Stored data entries

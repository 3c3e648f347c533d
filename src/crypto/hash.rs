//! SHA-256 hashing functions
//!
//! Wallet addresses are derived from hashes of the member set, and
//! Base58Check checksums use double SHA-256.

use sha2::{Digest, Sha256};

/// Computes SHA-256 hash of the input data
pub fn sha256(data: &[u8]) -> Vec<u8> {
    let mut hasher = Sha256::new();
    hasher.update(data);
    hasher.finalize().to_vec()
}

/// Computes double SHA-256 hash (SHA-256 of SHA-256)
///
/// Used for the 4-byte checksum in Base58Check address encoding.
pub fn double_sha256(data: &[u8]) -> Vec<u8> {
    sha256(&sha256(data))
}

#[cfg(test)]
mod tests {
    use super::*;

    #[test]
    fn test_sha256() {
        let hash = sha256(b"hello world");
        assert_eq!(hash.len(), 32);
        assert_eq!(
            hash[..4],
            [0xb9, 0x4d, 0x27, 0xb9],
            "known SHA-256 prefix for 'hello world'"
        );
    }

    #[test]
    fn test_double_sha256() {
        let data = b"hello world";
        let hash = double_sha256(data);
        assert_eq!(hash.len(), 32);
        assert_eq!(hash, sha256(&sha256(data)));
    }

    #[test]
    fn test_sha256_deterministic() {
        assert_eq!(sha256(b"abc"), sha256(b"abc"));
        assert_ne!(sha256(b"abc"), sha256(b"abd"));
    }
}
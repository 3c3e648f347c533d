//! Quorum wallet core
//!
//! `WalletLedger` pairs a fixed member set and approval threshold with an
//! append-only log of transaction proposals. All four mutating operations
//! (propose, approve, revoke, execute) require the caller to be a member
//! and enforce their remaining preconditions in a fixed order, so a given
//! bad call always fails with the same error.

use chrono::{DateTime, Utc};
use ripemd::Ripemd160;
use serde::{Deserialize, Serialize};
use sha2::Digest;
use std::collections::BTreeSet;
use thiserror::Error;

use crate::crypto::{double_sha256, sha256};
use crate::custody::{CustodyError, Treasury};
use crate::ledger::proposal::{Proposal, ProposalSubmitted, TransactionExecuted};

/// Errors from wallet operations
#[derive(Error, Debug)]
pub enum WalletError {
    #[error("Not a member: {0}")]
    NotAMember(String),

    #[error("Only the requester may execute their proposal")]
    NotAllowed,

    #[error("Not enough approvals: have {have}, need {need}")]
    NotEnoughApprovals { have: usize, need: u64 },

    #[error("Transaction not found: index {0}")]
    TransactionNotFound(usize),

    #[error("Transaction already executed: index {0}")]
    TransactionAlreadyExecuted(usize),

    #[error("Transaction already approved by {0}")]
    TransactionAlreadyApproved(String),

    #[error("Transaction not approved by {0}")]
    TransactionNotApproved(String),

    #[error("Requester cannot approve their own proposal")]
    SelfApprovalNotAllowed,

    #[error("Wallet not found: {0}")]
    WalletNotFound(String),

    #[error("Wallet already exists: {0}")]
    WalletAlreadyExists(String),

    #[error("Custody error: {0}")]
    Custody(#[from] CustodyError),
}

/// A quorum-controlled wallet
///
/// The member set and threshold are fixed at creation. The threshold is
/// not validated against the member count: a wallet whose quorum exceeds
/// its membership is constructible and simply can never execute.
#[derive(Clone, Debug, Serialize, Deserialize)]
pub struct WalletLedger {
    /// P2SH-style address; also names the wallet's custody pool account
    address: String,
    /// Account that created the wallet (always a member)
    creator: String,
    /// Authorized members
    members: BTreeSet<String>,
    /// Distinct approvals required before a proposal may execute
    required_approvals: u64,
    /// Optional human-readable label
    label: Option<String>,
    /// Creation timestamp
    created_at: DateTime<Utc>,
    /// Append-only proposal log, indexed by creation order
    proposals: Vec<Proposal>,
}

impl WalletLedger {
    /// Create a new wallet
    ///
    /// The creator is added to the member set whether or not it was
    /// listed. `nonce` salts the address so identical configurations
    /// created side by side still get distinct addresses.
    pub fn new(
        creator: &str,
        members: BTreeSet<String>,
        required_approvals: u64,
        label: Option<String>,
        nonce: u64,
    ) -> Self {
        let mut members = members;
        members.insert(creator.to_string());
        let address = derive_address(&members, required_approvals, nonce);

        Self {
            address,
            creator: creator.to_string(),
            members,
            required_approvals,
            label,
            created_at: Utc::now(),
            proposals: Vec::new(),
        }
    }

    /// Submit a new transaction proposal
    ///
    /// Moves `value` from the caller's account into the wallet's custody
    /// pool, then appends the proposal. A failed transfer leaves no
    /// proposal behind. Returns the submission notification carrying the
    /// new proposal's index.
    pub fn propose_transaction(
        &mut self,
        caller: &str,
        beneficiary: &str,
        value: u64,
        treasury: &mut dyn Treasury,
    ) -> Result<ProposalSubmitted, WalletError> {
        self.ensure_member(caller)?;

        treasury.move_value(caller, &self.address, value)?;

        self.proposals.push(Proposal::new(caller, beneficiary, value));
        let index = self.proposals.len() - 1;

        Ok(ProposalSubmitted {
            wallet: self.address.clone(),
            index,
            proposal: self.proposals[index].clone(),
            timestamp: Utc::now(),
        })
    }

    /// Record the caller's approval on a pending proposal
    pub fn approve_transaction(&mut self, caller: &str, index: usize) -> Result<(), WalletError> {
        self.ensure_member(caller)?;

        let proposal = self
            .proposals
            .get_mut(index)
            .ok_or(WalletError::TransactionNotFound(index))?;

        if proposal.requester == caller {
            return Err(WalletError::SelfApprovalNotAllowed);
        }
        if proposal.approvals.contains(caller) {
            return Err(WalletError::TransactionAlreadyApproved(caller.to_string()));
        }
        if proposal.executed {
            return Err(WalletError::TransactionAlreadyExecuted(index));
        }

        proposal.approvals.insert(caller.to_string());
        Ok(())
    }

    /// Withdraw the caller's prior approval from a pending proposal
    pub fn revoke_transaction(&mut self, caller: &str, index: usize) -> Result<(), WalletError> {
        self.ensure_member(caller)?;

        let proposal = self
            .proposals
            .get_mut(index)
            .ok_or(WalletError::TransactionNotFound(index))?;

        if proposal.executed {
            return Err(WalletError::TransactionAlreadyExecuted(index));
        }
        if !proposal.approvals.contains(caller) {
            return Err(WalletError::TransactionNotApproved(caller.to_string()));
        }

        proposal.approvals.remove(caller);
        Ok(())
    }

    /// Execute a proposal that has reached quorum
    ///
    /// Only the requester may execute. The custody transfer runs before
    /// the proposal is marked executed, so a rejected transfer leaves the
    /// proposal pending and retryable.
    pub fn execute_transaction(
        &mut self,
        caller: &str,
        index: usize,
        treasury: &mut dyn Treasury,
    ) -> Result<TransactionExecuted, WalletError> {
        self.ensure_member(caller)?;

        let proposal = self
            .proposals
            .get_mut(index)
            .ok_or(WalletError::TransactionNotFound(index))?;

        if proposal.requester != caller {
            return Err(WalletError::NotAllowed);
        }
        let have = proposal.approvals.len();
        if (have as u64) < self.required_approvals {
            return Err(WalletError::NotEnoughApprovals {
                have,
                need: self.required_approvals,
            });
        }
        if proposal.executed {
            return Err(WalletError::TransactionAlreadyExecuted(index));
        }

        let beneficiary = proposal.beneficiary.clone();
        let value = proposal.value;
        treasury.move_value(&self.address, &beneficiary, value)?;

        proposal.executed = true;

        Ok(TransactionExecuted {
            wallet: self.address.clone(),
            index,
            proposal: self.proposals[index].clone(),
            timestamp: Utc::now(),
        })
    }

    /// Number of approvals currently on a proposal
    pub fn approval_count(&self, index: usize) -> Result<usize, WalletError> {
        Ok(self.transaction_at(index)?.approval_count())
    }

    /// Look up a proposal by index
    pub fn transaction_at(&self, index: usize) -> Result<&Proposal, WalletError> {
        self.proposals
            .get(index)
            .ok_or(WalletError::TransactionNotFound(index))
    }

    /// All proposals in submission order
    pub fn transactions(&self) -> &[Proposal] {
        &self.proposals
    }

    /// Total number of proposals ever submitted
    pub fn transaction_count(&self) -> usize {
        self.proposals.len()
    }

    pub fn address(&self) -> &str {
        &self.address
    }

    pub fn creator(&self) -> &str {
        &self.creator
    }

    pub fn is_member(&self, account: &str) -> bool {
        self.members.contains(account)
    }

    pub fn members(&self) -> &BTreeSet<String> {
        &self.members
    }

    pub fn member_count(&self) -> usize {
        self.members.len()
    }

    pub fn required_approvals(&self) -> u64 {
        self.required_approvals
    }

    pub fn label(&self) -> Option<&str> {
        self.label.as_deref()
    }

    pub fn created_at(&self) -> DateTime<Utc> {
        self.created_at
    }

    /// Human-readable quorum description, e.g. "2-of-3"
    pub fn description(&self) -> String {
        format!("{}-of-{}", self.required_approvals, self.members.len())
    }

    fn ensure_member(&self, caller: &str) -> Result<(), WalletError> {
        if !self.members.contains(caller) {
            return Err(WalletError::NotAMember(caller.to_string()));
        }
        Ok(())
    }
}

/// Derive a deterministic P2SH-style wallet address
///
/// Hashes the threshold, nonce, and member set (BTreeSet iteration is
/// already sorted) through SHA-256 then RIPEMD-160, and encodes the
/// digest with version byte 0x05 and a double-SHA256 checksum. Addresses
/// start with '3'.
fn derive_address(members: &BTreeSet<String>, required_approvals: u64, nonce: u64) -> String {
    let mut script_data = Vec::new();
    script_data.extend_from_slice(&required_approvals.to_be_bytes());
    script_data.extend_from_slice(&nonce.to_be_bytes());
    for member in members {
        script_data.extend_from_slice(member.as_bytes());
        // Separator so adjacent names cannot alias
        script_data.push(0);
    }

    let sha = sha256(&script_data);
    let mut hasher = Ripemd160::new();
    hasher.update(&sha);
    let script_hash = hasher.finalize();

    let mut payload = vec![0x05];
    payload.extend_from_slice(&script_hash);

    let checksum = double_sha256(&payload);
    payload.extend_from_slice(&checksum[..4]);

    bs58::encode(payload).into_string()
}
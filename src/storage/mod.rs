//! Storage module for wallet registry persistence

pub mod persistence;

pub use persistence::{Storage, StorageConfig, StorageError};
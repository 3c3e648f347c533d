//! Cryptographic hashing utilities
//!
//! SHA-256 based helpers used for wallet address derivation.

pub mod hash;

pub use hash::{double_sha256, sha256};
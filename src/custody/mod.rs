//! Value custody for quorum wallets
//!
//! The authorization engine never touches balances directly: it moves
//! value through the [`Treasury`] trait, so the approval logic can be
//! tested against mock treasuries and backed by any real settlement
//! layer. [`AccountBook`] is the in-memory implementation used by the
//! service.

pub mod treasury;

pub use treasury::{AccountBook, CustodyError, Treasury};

_WORK INSTRUCTIONS_: Which lines of the records above contain the word "need"? Report each one in full.

_OUTPUT OF THE TASK_:
    #[error("Not enough approvals: have {have}, need {need}")]
    NotEnoughApprovals { have: usize, need: u64 },
                need: self.required_approvals,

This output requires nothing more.